Devemos considerar como o primeiro beco sem saída o intertítulo e todas as tentativas vãs de integrá-lo à composição da montagem como uma unidade de montagem (fragmentação de um intertítulo, ampliação ou contração das letras etc.).
O segundo beco sem saída compreende sequências explicativas (por exemplo, planos longos) que complicam a composição da montagem e diminuem o ritmo.
A cada dia, os problemas de tema e enredo se tornam mais complexos; as tentativas de resolvê-los por meio de métodos de montagem puramente “visual” levam a problemas insolúveis ou envolvem o diretor em construções fantásticas de montagem, provocando o medo da abstração e da decadência reacionária.
O som, tratado como um novo elemento de montagem (como uma variável independente combinada com a imagem visual), não pode deixar de fornecer meios novos e extremamente poderosos de expressar e resolver os problemas mais complexos, que têm nos deprimido com sua insuperabilidade usando os métodos imperfeitos de um cinema que opera apenas com imagens visuais.
O método contrapontístico de estruturação de um filme sonoro não só não enfraquece a natureza internacional do cinema, como também confere ao seu significado uma força e uma altura cultural incomparáveis.
Com esse método de construção, o filme sonoro não será aprisionado em mercados nacionais, como aconteceu com a peça teatral e acontecerá com a peça “filmada”, mas oferecerá uma oportunidade ainda maior do que antes de acelerar a ideia contida em um filme por todo o globo, preservando sua viabilidade mundial.






Eisenstein, certamente, defendia a composição da imagem de cinema como um expressão intelectual da dialética, por isso, ele demonstra a preocupação com um cinema falado que se tornaria mercadoria para um mercado de consumo de massa. Deleuze enxerga no cinema da escola Russa e em Eisenstein a capacidade de criar tensões entre o som e a imagem, para além da montagem paralela de ação americana, de David Griffith. A montagem soviética visava criar conceitos, pensamentos, pelo conflito entre diferentes planos. Noutro sentido, o cinema parece precisar do som, da música, de uma associação do som à imagem. Mesmo nos primórdios do cinema havia a exibição da imagem com um piano ao fundo. Se hoje nos parece excessivo o som no cinema, como se precisássemos de um intercessor para explicar a imagem, nas origens do cinema, à imagem se associava a legenda, depois o som, depois a música. É correto pensar, sobretudo, que o som no cinema, desde o cinema clássico, molda a narrativa, gerando na espectatorialidade a experiência sinestésica, a função pática com a arte. O espectador de cinema consome o som como nutrimento das emoções, sensações, sentidos.
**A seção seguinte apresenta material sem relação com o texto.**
use crate::{Error, Result, activate, publish};
use lav_fs::PermissionMode;
use lav_platform::Layout;
use lav_store::{BIN_DIR, NameKind, Store, check_name};
use std::fs::{self, Metadata};
use std::io;
use std::path::{Path, PathBuf};

/// What an install left behind.
#[derive(Debug, Clone, PartialEq, Eq)]
pub struct Installed {
    pub app:       String,
    pub version:   String,
    /// Names linked into the user bin directory, sorted.
    pub published: Vec<String>,
}

/// Places versions into the store and keeps the `current` and publication
/// links pointing at them.
#[derive(Debug, Clone)]
pub struct Installer {
    layout: Layout,
    store:  Store,
}

impl Installer {
    pub fn new(layout: Layout) -> Self {
        let store = Store::new(&layout.root);
        Self { layout, store }
    }

    pub fn layout(&self) -> &Layout { &self.layout }

    pub fn store(&self) -> &Store { &self.store }

    /// Install from `source`, choosing [`Installer::install_dir`] for
    /// directories and [`Installer::install_file`] for anything else.
    pub fn install(&self, source: &Path, app: &str, version: &str) -> Result<Installed> {
        let meta = stat_source(source)?;
        if meta.is_dir() {
            self.install_dir(source, app, version)
        } else {
            self.install_file(source, app, version)
        }
    }

    /// Install a single executable as `<root>/<app>/<version>/bin/<basename>`,
    /// mode `0755`, and publish it.
    pub fn install_file(&self, source: &Path, app: &str, version: &str) -> Result<Installed> {
        check_names(app, version)?;
        let source = absolute(source)?;
        if stat_source(&source)?.is_dir() {
            return Err(Error::NotAFile { path: source });
        }
        let name = source
            .file_name()
            .ok_or_else(|| Error::NotAFile { path: source.clone() })?
            .to_os_string();

        let bin_dir = self.store.version_dir(app, version).join(BIN_DIR);
        lav_fs::create_dir_all(&bin_dir, PermissionMode::Directory).map_err(Error::CreateVersionDir)?;

        let dest = bin_dir.join(&name);
        let bytes = lav_fs::copy_file(&source, &dest).map_err(Error::CopyBinary)?;
        PermissionMode::Executable
            .apply_to_path(&dest)
            .map_err(Error::MakeExecutable)?;
        tracing::debug!(src = %source.display(), dest = %dest.display(), bytes, "copied binary");

        activate::set_current(&self.store, app, version)?;

        publish::ensure_bin_dir(&self.layout)?;
        publish::publish_executable(&self.layout, app, &name)?;

        tracing::info!(app, version, "installed binary");
        Ok(Installed {
            app:       app.to_string(),
            version:   version.to_string(),
            published: vec![name.to_string_lossy().into_owned()],
        })
    }

    /// Mirror the tree at `source` into `<root>/<app>/<version>` and publish
    /// every executable under its `bin/`.
    ///
    /// `source` must be a directory with a `bin` subdirectory; both are
    /// checked before anything is written.
    pub fn install_dir(&self, source: &Path, app: &str, version: &str) -> Result<Installed> {
        check_names(app, version)?;
        let source = absolute(source)?;
        if !stat_source(&source)?.is_dir() {
            return Err(Error::NotADirectory { path: source });
        }
        let src_bin = source.join(BIN_DIR);
        match fs::metadata(&src_bin) {
            Ok(meta) if meta.is_dir() => {}
            _ => return Err(Error::MissingBinDir { path: source }),
        }

        let version_dir = self.store.version_dir(app, version);
        lav_fs::create_dir_all(&version_dir, PermissionMode::Directory)
            .map_err(Error::CreateVersionDir)?;
        lav_fs::copy_dir_all(&source, &version_dir).map_err(Error::CopyTree)?;
        tracing::debug!(src = %source.display(), dest = %version_dir.display(), "copied tree");

        activate::set_current(&self.store, app, version)?;

        let published = publish::publish_current(&self.layout, &self.store, app)?;

        tracing::info!(app, version, executables = published.len(), "installed directory");
        Ok(Installed {
            app: app.to_string(),
            version: version.to_string(),
            published,
        })
    }
}

fn check_names(app: &str, version: &str) -> Result<()> {
    check_name(NameKind::App, app)?;
    check_name(NameKind::Version, version)?;
    Ok(())
}

fn absolute(path: &Path) -> Result<PathBuf> {
    std::path::absolute(path).map_err(|e| Error::AbsolutePath {
        path:   path.to_path_buf(),
        source: e,
    })
}

fn stat_source(path: &Path) -> Result<Metadata> {
    fs::metadata(path).map_err(|e| match e.kind() {
        io::ErrorKind::NotFound => Error::SourceNotFound {
            path: path.to_path_buf(),
        },
        _ => Error::Stat {
            path:   path.to_path_buf(),
            source: e,
        },
    })
}

#[cfg(test)]
mod tests {
    use super::*;
    use tempfile::{TempDir, tempdir};

    fn installer() -> (TempDir, Installer) {
        let home = tempdir().unwrap();
        let layout = Layout::new(
            home.path().join(".local/share/lav"),
            home.path().join(".local/bin"),
        );
        (home, Installer::new(layout))
    }

    #[test]
    fn install_dispatches_on_source_kind() {
        let (home, installer) = installer();
        let file = home.path().join("tool");
        fs::write(&file, "bin").unwrap();
        let dist = home.path().join("dist");
        fs::create_dir_all(dist.join("bin")).unwrap();
        fs::write(dist.join("bin/other"), "bin").unwrap();

        installer.install(&file, "a", "1").unwrap();
        installer.install(&dist, "b", "1").unwrap();

        assert!(installer.store().version_dir("a", "1").join("bin/tool").is_file());
        assert!(installer.store().version_dir("b", "1").join("bin/other").is_file());
    }

    #[test]
    fn missing_source_is_reported() {
        let (home, installer) = installer();
        let err = installer
            .install(&home.path().join("nope"), "app", "1.0.0")
            .unwrap_err();

        assert!(matches!(err, Error::SourceNotFound { .. }));
        assert!(!installer.layout().root.exists());
    }

    #[test]
    fn file_install_rejects_directory() {
        let (home, installer) = installer();
        let err = installer.install_file(home.path(), "app", "1").unwrap_err();
        assert!(matches!(err, Error::NotAFile { .. }));
    }

    #[test]
    fn dir_install_rejects_file() {
        let (home, installer) = installer();
        let file = home.path().join("tool");
        fs::write(&file, "").unwrap();

        let err = installer.install_dir(&file, "app", "1").unwrap_err();
        assert!(matches!(err, Error::NotADirectory { .. }));
    }

    #[test]
    fn invalid_names_fail_before_mutation() {
        let (home, installer) = installer();
        let file = home.path().join("tool");
        fs::write(&file, "").unwrap();

        for (app, version) in [("app", "current"), ("", "1"), ("a/b", "1"), ("app", "..")] {
            let err = installer.install_file(&file, app, version).unwrap_err();
            assert!(matches!(err, Error::Store(lav_store::Error::InvalidName { .. })));
        }
        assert!(!installer.layout().root.exists());
    }

    #[test]
    fn relative_source_is_resolved() {
        let (_home, installer) = installer();
        // Cargo.toml of this crate, relative to the test's working directory
        let installed = installer
            .install_file(Path::new("Cargo.toml"), "manifest", "1")
            .unwrap();

        assert_eq!(installed.published, ["Cargo.toml"]);
    }
}
use std::path::PathBuf;

/// Read access to the process environment.
pub trait Environment {
    /// Value of `name`, with empty values reported as unset.
    fn var(&self, name: &str) -> Option<String>;

    fn home_dir(&self) -> Option<PathBuf>;
}

#[derive(Debug, Clone, Copy, Default)]
pub struct OsEnvironment;

impl Environment for OsEnvironment {
    fn var(&self, name: &str) -> Option<String> {
        std::env::var(name).ok().filter(|v| !v.is_empty())
    }

    fn home_dir(&self) -> Option<PathBuf> { home::home_dir().filter(|p| !p.as_os_str().is_empty()) }
}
ResponderExcluirInteressante como cada linguagem, seja a visual ou sonora, juntas ou não, compõem uma narrativa. Entender a evolução do cinema nos leva a refletir sobre todos esses momentos da variável na linguagem, percebendo as inúmeras possibilidades em compor uma cena. Apesar do receio inicial às mundanças com o uso do som, ainda hoje podemos escolher a melhor forma para comunicar e que mais dialogue com a nossa estética criativa.